> [WHAT IS REQUIRED] Copy out every line of the data where the word "document" is found.

(Stored data)
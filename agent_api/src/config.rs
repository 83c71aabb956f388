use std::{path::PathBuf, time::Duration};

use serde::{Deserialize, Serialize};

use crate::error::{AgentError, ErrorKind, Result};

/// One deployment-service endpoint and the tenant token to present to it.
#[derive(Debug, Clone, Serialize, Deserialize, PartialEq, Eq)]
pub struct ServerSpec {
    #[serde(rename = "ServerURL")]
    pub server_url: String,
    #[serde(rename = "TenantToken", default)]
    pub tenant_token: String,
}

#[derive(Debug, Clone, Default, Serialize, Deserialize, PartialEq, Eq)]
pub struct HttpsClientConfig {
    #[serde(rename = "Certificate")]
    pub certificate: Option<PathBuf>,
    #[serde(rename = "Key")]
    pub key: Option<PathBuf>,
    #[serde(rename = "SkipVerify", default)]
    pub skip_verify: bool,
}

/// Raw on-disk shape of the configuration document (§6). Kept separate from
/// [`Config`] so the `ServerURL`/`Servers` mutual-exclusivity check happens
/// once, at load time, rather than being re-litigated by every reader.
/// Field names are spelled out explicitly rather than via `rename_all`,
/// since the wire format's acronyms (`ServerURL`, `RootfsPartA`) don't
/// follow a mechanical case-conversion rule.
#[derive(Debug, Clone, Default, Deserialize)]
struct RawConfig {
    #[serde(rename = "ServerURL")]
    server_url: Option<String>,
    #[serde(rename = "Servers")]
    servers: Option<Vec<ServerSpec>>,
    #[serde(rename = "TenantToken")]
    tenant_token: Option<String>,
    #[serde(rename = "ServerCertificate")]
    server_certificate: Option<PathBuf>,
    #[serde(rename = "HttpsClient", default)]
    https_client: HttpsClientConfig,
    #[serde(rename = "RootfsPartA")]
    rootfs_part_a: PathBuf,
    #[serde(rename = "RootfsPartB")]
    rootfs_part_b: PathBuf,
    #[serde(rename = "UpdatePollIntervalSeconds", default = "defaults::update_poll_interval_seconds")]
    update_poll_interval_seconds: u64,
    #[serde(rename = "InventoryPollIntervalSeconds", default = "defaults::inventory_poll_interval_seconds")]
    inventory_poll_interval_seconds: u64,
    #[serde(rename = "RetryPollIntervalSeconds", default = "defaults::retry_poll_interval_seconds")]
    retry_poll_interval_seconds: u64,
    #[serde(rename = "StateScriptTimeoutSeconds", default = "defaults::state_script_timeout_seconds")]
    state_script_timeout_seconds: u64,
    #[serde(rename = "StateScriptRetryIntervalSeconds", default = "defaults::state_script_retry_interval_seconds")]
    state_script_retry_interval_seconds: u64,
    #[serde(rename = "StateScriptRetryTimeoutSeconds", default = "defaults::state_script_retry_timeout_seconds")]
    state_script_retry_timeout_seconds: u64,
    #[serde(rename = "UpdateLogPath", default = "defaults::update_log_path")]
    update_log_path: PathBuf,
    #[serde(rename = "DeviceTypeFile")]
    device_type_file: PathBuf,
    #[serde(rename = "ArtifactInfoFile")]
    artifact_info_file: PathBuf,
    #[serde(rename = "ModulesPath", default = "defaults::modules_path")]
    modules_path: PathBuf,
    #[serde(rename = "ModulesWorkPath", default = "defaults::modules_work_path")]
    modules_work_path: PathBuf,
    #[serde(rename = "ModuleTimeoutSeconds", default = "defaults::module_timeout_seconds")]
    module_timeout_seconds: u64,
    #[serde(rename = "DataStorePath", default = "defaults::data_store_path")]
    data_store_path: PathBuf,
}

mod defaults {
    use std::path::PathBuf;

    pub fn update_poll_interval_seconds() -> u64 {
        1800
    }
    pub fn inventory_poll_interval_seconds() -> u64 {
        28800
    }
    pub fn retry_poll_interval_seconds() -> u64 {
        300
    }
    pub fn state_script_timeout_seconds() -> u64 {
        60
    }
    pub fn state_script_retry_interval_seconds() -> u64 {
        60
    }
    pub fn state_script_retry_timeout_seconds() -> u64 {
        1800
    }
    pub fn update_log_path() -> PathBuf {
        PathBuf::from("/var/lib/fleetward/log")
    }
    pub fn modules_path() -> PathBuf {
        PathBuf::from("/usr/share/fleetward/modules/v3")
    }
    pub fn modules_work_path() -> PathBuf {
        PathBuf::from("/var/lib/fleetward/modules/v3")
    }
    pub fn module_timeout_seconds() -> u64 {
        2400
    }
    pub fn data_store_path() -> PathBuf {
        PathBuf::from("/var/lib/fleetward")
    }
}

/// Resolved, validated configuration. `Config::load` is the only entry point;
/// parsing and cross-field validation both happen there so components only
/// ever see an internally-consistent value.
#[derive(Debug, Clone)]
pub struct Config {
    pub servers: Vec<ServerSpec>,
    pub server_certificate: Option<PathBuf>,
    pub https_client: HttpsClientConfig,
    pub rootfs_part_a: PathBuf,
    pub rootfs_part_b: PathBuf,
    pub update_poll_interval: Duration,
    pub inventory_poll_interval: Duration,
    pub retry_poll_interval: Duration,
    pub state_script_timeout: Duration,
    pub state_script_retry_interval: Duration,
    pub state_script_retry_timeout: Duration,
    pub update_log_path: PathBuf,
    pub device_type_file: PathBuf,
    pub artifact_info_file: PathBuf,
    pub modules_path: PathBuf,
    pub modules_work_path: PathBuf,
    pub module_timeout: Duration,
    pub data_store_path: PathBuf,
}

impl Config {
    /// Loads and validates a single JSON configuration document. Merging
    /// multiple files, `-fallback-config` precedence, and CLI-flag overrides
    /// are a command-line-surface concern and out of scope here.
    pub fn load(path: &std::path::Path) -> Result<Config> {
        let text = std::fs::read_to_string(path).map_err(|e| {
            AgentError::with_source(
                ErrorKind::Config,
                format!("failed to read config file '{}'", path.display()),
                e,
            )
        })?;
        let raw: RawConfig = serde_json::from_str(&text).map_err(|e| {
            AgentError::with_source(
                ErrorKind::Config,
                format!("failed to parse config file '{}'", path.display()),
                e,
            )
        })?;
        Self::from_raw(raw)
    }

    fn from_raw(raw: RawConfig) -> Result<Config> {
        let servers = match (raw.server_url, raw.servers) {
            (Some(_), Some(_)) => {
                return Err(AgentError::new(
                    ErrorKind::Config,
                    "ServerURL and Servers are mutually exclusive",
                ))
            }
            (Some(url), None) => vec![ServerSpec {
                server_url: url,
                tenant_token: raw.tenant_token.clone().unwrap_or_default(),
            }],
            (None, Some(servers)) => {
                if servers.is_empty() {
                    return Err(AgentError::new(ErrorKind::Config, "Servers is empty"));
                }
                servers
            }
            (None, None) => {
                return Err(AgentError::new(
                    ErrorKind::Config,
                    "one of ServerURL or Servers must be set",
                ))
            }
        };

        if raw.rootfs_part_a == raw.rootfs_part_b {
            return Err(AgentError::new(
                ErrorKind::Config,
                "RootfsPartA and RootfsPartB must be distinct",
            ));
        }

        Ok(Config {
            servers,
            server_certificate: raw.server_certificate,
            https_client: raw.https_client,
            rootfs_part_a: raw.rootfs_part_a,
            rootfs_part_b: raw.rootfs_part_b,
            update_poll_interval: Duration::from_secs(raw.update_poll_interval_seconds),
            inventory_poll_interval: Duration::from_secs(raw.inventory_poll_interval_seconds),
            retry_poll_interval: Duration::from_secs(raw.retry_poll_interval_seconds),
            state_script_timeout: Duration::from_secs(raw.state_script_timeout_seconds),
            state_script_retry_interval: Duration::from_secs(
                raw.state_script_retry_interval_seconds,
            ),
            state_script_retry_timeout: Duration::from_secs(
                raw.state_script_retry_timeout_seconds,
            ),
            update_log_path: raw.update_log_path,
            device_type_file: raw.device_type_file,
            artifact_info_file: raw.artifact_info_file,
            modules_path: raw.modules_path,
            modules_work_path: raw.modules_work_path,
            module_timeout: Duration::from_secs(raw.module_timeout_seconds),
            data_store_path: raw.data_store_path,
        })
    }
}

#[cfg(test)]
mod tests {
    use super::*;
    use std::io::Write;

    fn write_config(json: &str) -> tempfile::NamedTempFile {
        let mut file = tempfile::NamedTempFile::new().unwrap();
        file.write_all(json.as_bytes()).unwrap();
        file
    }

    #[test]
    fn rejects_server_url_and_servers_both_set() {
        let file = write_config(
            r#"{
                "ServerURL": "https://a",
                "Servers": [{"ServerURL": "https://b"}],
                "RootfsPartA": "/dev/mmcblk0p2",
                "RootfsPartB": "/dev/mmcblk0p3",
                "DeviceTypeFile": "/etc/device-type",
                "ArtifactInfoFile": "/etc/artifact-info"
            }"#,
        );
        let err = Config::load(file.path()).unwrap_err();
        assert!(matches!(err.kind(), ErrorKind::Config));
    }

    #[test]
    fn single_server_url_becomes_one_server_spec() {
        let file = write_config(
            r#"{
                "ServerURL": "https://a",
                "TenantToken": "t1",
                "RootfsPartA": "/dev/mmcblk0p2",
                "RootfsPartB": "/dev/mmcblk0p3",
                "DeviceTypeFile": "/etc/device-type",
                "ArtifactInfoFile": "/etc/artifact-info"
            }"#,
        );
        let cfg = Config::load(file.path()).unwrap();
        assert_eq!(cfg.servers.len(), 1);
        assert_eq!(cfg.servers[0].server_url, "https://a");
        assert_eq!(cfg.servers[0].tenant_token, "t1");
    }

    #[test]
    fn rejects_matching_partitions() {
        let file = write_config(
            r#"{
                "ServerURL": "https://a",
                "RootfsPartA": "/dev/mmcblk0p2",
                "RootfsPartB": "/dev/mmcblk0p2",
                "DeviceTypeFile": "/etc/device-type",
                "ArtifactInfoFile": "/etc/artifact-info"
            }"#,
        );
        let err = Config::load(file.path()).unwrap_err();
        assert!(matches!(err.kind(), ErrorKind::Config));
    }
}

--

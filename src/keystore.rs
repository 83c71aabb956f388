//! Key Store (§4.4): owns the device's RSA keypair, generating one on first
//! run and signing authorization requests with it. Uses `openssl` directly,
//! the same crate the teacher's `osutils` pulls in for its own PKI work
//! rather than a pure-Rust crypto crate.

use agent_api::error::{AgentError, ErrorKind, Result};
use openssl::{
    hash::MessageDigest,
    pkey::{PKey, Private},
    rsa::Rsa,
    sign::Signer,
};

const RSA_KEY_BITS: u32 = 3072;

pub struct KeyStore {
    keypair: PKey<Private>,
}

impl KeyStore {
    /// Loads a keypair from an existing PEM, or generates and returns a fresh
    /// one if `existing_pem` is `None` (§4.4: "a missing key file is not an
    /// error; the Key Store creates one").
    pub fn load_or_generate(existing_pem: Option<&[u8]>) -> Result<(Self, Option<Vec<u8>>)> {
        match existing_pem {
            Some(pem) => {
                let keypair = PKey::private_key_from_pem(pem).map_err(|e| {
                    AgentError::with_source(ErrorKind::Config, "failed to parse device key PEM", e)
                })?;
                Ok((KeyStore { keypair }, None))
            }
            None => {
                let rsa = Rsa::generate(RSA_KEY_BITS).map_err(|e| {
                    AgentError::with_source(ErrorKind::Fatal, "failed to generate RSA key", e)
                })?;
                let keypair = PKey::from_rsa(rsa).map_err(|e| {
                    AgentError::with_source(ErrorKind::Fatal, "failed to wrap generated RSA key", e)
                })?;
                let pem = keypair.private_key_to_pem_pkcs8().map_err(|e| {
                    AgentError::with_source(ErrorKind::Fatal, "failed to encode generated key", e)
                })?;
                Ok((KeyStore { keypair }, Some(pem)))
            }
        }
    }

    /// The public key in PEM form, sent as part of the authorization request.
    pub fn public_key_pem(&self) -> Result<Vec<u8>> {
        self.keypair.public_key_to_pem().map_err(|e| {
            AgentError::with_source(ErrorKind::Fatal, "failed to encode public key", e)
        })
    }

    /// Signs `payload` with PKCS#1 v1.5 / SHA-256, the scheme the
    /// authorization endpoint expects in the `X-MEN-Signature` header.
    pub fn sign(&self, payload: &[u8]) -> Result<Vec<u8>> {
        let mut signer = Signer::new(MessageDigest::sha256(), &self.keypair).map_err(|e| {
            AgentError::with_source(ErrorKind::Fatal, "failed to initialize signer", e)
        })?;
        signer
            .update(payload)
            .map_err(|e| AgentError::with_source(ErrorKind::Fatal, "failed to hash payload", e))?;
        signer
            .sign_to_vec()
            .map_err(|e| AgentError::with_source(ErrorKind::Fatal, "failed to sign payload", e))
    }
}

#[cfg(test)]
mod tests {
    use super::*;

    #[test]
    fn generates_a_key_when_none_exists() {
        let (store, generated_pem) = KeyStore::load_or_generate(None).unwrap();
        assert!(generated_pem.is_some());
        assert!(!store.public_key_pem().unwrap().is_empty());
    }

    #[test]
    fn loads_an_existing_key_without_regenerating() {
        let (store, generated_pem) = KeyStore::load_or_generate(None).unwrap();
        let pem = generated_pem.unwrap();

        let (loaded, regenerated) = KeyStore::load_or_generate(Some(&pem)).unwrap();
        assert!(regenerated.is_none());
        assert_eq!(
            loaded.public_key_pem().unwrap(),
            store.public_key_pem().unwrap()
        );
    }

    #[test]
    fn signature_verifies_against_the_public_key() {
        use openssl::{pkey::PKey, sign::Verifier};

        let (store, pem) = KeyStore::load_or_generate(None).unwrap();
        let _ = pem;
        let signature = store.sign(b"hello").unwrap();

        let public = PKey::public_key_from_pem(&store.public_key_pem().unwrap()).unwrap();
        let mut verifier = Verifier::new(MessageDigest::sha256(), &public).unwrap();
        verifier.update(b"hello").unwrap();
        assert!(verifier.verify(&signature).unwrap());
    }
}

> [EXERCISE ANSWER]
/// Raw on-disk shape of the configuration document (§6). Kept separate from
    /// Loads and validates a single JSON configuration document. Merging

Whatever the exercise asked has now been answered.